I have always viewed myself and my friends as smart women.  We live our lives, but are cautious of our surroundings. We walk each other to the car, text when we get home and choose safe destinations.  As women, this is what we’ve been taught to do. 

My friend was a very smart woman and made the right choices.  In 2009 she decided to purchase her family home and live there alone.  This was her home, the one her father had built, where she played outside, where she and her brother held their mother’s hand when their father passed, where she had her first kiss, first sleepover and first real independence.  It was her’s and she felt safe there.  He took that away.

I have been told that the propensity of “stranger crime” is significantly less likely than that of someone you know.

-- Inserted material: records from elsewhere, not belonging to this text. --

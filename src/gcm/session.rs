//! Runtime-checked GCM session
//!
//! [`GcmSession`] accepts the classic call sequence
//! `set_key → [add_authdata] → set_nonce → encrypt|decrypt → update* → authtag|good`
//! and checks it at run time. Calls made out of order fail with
//! [`GcmError::InvalidState`] instead of producing output.

use std::fmt;

use crate::aes::{AesBlockCipher, BlockCipher};
use crate::error::{error_codes, GcmError, GcmResult};
use crate::security::constant_time::{ct_tag_eq_probed, ComparisonProbe};

use super::engine::Gcm;
use super::message::{Direction, MessageState};
use super::params::{AuthTag, MessageParams, Nonce};

/// Lifecycle state of a [`GcmSession`]
#[derive(Debug, Clone, Copy, PartialEq, Eq, Hash)]
pub enum SessionState {
    /// No message in progress
    Init,
    /// Encrypting a message
    Encrypting,
    /// Decrypting a message
    Decrypting,
    /// Tag computed; only `authtag`, `good`, `clear` and setup calls remain
    Finalized,
}

impl fmt::Display for SessionState {
    fn fmt(&self, f: &mut fmt::Formatter<'_>) -> fmt::Result {
        let name = match self {
            SessionState::Init => "INIT",
            SessionState::Encrypting => "ENCRYPTING",
            SessionState::Decrypting => "DECRYPTING",
            SessionState::Finalized => "FINALIZED",
        };
        f.write_str(name)
    }
}

enum Phase {
    Init,
    Active(MessageState),
    Finalized(AuthTag),
}

fn reject(operation: &str, state: SessionState, error_code: u32) -> GcmError {
    log::warn!("Rejected GCM {} while session is {}", operation, state);
    GcmError::invalid_state_with_code(operation, state, error_code)
}

/// GCM session with a run-time checked call order
///
/// # Examples
///
/// ```
/// use qasa_gcm::gcm::GcmSession;
///
/// let key = [0x11u8; 16];
/// let nonce = [0x22u8; 12];
///
/// let mut sender = GcmSession::with_key(&key).unwrap();
/// sender.add_authdata(b"header").unwrap();
/// sender.set_nonce(&nonce).unwrap().encrypt().unwrap();
/// let ciphertext = sender.update(b"attack at dawn").unwrap();
/// let tag = sender.authtag().unwrap();
///
/// let mut receiver = GcmSession::with_key(&key).unwrap();
/// receiver.add_authdata(b"header").unwrap();
/// receiver.set_nonce(&nonce).unwrap();
/// receiver.set_authtag(tag.as_bytes()).unwrap();
/// receiver.decrypt().unwrap();
/// let plaintext = receiver.update(&ciphertext).unwrap();
/// assert!(receiver.good().unwrap());
/// assert_eq!(plaintext, b"attack at dawn");
/// ```
pub struct GcmSession<C: BlockCipher = AesBlockCipher> {
    gcm: Option<Gcm<C>>,
    nonce: Option<Nonce>,
    aad: Vec<u8>,
    expected_tag: Option<AuthTag>,
    phase: Phase,
}

impl GcmSession<AesBlockCipher> {
    /// A session with no key installed
    pub fn new() -> Self {
        Self {
            gcm: None,
            nonce: None,
            aad: Vec::new(),
            expected_tag: None,
            phase: Phase::Init,
        }
    }

    /// A session with an AES key already installed
    pub fn with_key(key: &[u8]) -> GcmResult<Self> {
        let mut session = Self::new();
        session.set_key(key)?;
        Ok(session)
    }

    /// Install a 16, 24 or 32-byte AES key
    ///
    /// Any message in progress is abandoned. Nonce and associated data
    /// already recorded are kept for the next message.
    ///
    /// # Errors
    ///
    /// Returns `InvalidKeyLength` for any other key length; the session is
    /// left unchanged.
    pub fn set_key(&mut self, key: &[u8]) -> GcmResult<&mut Self> {
        let gcm = Gcm::new(key)?;
        Ok(self.install(gcm))
    }

    /// Install an AES-128 key; cannot fail
    pub fn set_key128(&mut self, key: &[u8; 16]) -> &mut Self {
        self.install(Gcm::new128(key))
    }

    /// Install an AES-192 key; cannot fail
    pub fn set_key192(&mut self, key: &[u8; 24]) -> &mut Self {
        self.install(Gcm::new192(key))
    }

    /// Install an AES-256 key; cannot fail
    pub fn set_key256(&mut self, key: &[u8; 32]) -> &mut Self {
        self.install(Gcm::new256(key))
    }
}

impl Default for GcmSession<AesBlockCipher> {
    fn default() -> Self {
        Self::new()
    }
}

impl<C: BlockCipher> GcmSession<C> {
    /// A session around an already keyed block cipher
    pub fn with_cipher(cipher: C) -> Self {
        Self {
            gcm: Some(Gcm::with_cipher(cipher)),
            nonce: None,
            aad: Vec::new(),
            expected_tag: None,
            phase: Phase::Init,
        }
    }

    fn install(&mut self, gcm: Gcm<C>) -> &mut Self {
        self.gcm = Some(gcm);
        self.phase = Phase::Init;
        self
    }

    /// Current lifecycle state
    pub fn state(&self) -> SessionState {
        match &self.phase {
            Phase::Init => SessionState::Init,
            Phase::Active(message) => match message.direction() {
                Direction::Encrypt => SessionState::Encrypting,
                Direction::Decrypt => SessionState::Decrypting,
            },
            Phase::Finalized(_) => SessionState::Finalized,
        }
    }

    fn is_active(&self) -> bool {
        matches!(self.phase, Phase::Active(_))
    }

    /// Record associated data for the next message, replacing any earlier value
    ///
    /// # Errors
    ///
    /// Returns `InvalidState` while a message is being processed
    pub fn add_authdata(&mut self, aad: &[u8]) -> GcmResult<&mut Self> {
        if self.is_active() {
            return Err(reject("add_authdata", self.state(), error_codes::PROTOCOL_STATE_INVALID));
        }
        self.aad = aad.to_vec();
        Ok(self)
    }

    /// Record the nonce for the next message
    ///
    /// # Errors
    ///
    /// * `InvalidParameter` if the nonce is empty
    /// * `InvalidState` while a message is being processed
    pub fn set_nonce(&mut self, nonce: &[u8]) -> GcmResult<&mut Self> {
        if self.is_active() {
            return Err(reject("set_nonce", self.state(), error_codes::PROTOCOL_STATE_INVALID));
        }
        self.nonce = Some(Nonce::new(nonce)?);
        Ok(self)
    }

    /// Record the tag [`GcmSession::good`] compares against
    ///
    /// # Errors
    ///
    /// Returns `InvalidParameter` unless the tag is exactly 16 bytes
    pub fn set_authtag(&mut self, tag: &[u8]) -> GcmResult<&mut Self> {
        self.expected_tag = Some(AuthTag::from_slice(tag)?);
        Ok(self)
    }

    /// Start encrypting a message with the recorded nonce and associated data
    pub fn encrypt(&mut self) -> GcmResult<&mut Self> {
        self.begin("encrypt", Direction::Encrypt)?;
        Ok(self)
    }

    /// Start decrypting a message with the recorded nonce and associated data
    pub fn decrypt(&mut self) -> GcmResult<&mut Self> {
        self.begin("decrypt", Direction::Decrypt)?;
        Ok(self)
    }

    fn begin(&mut self, operation: &str, direction: Direction) -> GcmResult<()> {
        let state = self.state();
        let gcm = match &self.gcm {
            Some(gcm) => gcm,
            None => return Err(reject(operation, state, error_codes::GCM_KEY_NOT_SET)),
        };
        let nonce = match &self.nonce {
            Some(nonce) => nonce.clone(),
            None => return Err(reject(operation, state, error_codes::GCM_NONCE_NOT_SET)),
        };

        let params = MessageParams::new(nonce).with_aad(&self.aad);
        let message = MessageState::start(gcm.cipher(), gcm.hash(), &params, direction);
        self.phase = Phase::Active(message);
        Ok(())
    }

    /// Transform the next chunk and return the output
    ///
    /// During decryption the output is unauthenticated until
    /// [`GcmSession::good`] returns `true`.
    ///
    /// # Errors
    ///
    /// Returns `InvalidState` unless the session is encrypting or decrypting
    pub fn update(&mut self, input: &[u8]) -> GcmResult<Vec<u8>> {
        let mut out = input.to_vec();
        self.update_in_place(&mut out)?;
        Ok(out)
    }

    /// Transform the next chunk in place
    pub fn update_in_place(&mut self, data: &mut [u8]) -> GcmResult<()> {
        let state = self.state();
        match (&self.gcm, &mut self.phase) {
            (Some(gcm), Phase::Active(message)) => {
                message.process(gcm.cipher(), data);
                Ok(())
            }
            _ => Err(reject("update", state, error_codes::PROTOCOL_STATE_INVALID)),
        }
    }

    /// Finish the message and return its tag
    ///
    /// Repeated calls return the same tag.
    ///
    /// # Errors
    ///
    /// Returns `InvalidState` if no message has been started
    pub fn authtag(&mut self) -> GcmResult<AuthTag> {
        let tag = match &self.phase {
            Phase::Init => {
                return Err(reject(
                    "authtag",
                    SessionState::Init,
                    error_codes::PROTOCOL_STATE_INVALID,
                ))
            }
            Phase::Active(message) => message.tag(),
            Phase::Finalized(tag) => return Ok(*tag),
        };
        self.phase = Phase::Finalized(tag);
        Ok(tag)
    }

    /// Finish the message and compare its tag with the one recorded by
    /// [`GcmSession::set_authtag`]
    ///
    /// A mismatch, or no recorded tag, yields `Ok(false)`.
    ///
    /// # Errors
    ///
    /// Returns `InvalidState` if no message has been started
    pub fn good(&mut self) -> GcmResult<bool> {
        self.good_with(&mut ())
    }

    /// [`GcmSession::good`] with every comparison step reported to `probe`
    #[cfg(any(test, feature = "constant-time-testing"))]
    pub fn good_probed<P: ComparisonProbe>(&mut self, probe: &mut P) -> GcmResult<bool> {
        self.good_with(probe)
    }

    fn good_with<P: ComparisonProbe>(&mut self, probe: &mut P) -> GcmResult<bool> {
        let tag = self.authtag()?;
        match &self.expected_tag {
            Some(expected) => {
                Ok(ct_tag_eq_probed(tag.as_bytes(), expected.as_bytes(), probe).into())
            }
            None => {
                log::warn!("GCM tag check requested without an expected tag");
                Ok(false)
            }
        }
    }

    /// Return to INIT, forgetting nonce, associated data, expected tag and
    /// any message state. The key stays installed.
    pub fn clear(&mut self) -> &mut Self {
        self.phase = Phase::Init;
        self.nonce = None;
        self.aad.clear();
        self.expected_tag = None;
        self
    }
}

impl<C: BlockCipher> fmt::Debug for GcmSession<C> {
    fn fmt(&self, f: &mut fmt::Formatter<'_>) -> fmt::Result {
        f.debug_struct("GcmSession")
            .field("state", &self.state())
            .field("key_installed", &self.gcm.is_some())
            .field("nonce", &self.nonce)
            .field("aad_len", &self.aad.len())
            .finish_non_exhaustive()
    }
}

Which is why when my friend went missing, my friends and I willingly turned over every inch of her private life.  We provided details only friends would know, sought out people we barely knew and questioned those we did. 

On February 7, 2010 our worst fear came to light. My friend had been brutally assaulted, abducted and murdered, by a complete stranger.  She was gone.

For the next year we constantly found ourselves bombarded by the truth; the truth of his heinous crimes and the truth of our grief.  In October 2010, we all sat through a week of horror, only five feet away from him.  We listened to the torture he had not only subjected our friend to, but other innocent women as well.  All I could wonder was, why?

In November 2010, I walked into the White Ribbon Campaign office armed with a goal and desperately begging myself to hold it together, be the “professional Kirsten” that I knew I could be.  Within five minutes at White Ribbon I recognized that “why” didn’t matter.  He did not deserve my questions.  No answer from him as to “why” would ease my pain or bring her back. The real question was how.  How could I overcome my fear, my pain, and my anger?  How could I make a difference?  The how was sitting directly in front of me.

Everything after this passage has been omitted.